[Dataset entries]
use axum::extract::State;
use axum::http::StatusCode;
use axum::Extension;

use super::ApiError;
use super::ApiSuccess;
use super::UserData;
use crate::domain::user::ports::UserServicePort;
use crate::inbound::http::middleware::AuthenticatedUser;
use crate::inbound::http::router::AppState;

pub async fn get_me(
    State(state): State<AppState>,
    Extension(caller): Extension<AuthenticatedUser>,
) -> Result<ApiSuccess<UserData>, ApiError> {
    state
        .user_service
        .get_user(caller.user_id)
        .await
        .map_err(ApiError::from)
        .map(|ref user| ApiSuccess::new(StatusCode::OK, user.into()))
}
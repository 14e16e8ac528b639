pub mod config;
pub mod domain;
pub mod inbound;
pub mod outbound;

pub use domain::trip;
pub use domain::user;
pub use outbound::repositories;
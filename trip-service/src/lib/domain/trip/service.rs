use std::sync::Arc;

use async_trait::async_trait;
use auth::Authenticator;

use crate::domain::user::models::UserId;
use crate::trip::errors::TripError;
use crate::trip::models::CreateTripCommand;
use crate::trip::models::NewTrip;
use crate::trip::models::Trip;
use crate::trip::models::TripId;
use crate::trip::models::TripStatus;
use crate::trip::ports::TripRepository;
use crate::trip::ports::TripServicePort;

/// Concrete implementation of TripServicePort.
///
/// The lifecycle transitions hold no locks: the repository's conditional
/// update is the sole arbiter, and a zero-row outcome is surfaced as one
/// undifferentiated rejection.
pub struct TripService<TR>
where
    TR: TripRepository,
{
    repository: Arc<TR>,
    authenticator: Arc<Authenticator>,
}

impl<TR> TripService<TR>
where
    TR: TripRepository,
{
    pub fn new(repository: Arc<TR>, authenticator: Arc<Authenticator>) -> Self {
        Self {
            repository,
            authenticator,
        }
    }
}

#[async_trait]
impl<TR> TripServicePort for TripService<TR>
where
    TR: TripRepository,
{
    async fn create_trip(
        &self,
        command: CreateTripCommand,
        creator_id: UserId,
    ) -> Result<Trip, TripError> {
        let password_hash = self
            .authenticator
            .hash_password(command.password.as_str())
            .map_err(|e| TripError::Unknown(format!("Trip password hashing failed: {}", e)))?;

        self.repository
            .create(NewTrip {
                name: command.name,
                description: command.description,
                password_hash,
                creator_id,
            })
            .await
    }

    async fn get_trip(&self, id: TripId) -> Result<Trip, TripError> {
        self.repository
            .find_by_id(id)
            .await?
            .ok_or(TripError::NotFound(id))
    }

    async fn list_trips(&self, creator_id: UserId) -> Result<Vec<Trip>, TripError> {
        self.repository.find_by_creator(creator_id).await
    }

    async fn start_trip(&self, id: TripId, requester_id: UserId) -> Result<(), TripError> {
        let transitioned = self
            .repository
            .transition_status(id, requester_id, TripStatus::Created, TripStatus::Active)
            .await?;

        if !transitioned {
            return Err(TripError::TransitionRejected {
                id,
                expected: TripStatus::Created,
            });
        }

        tracing::info!(trip_id = %id, user_id = %requester_id, "Trip started");
        Ok(())
    }

    async fn end_trip(&self, id: TripId, requester_id: UserId) -> Result<(), TripError> {
        let transitioned = self
            .repository
            .transition_status(id, requester_id, TripStatus::Active, TripStatus::Ended)
            .await?;

        if !transitioned {
            return Err(TripError::TransitionRejected {
                id,
                expected: TripStatus::Active,
            });
        }

        tracing::info!(trip_id = %id, user_id = %requester_id, "Trip ended");
        Ok(())
    }
}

YOUR TASK:
Repeat the records above line by line, from the first line through the line that contains "pub async fn".

SOLUTION FOR THIS PROBLEM:
use axum::extract::State;
use axum::http::StatusCode;
use axum::Extension;

use super::ApiError;
use super::ApiSuccess;
use super::UserData;
use crate::domain::user::ports::UserServicePort;
use crate::inbound::http::middleware::AuthenticatedUser;
use crate::inbound::http::router::AppState;

pub async fn get_me(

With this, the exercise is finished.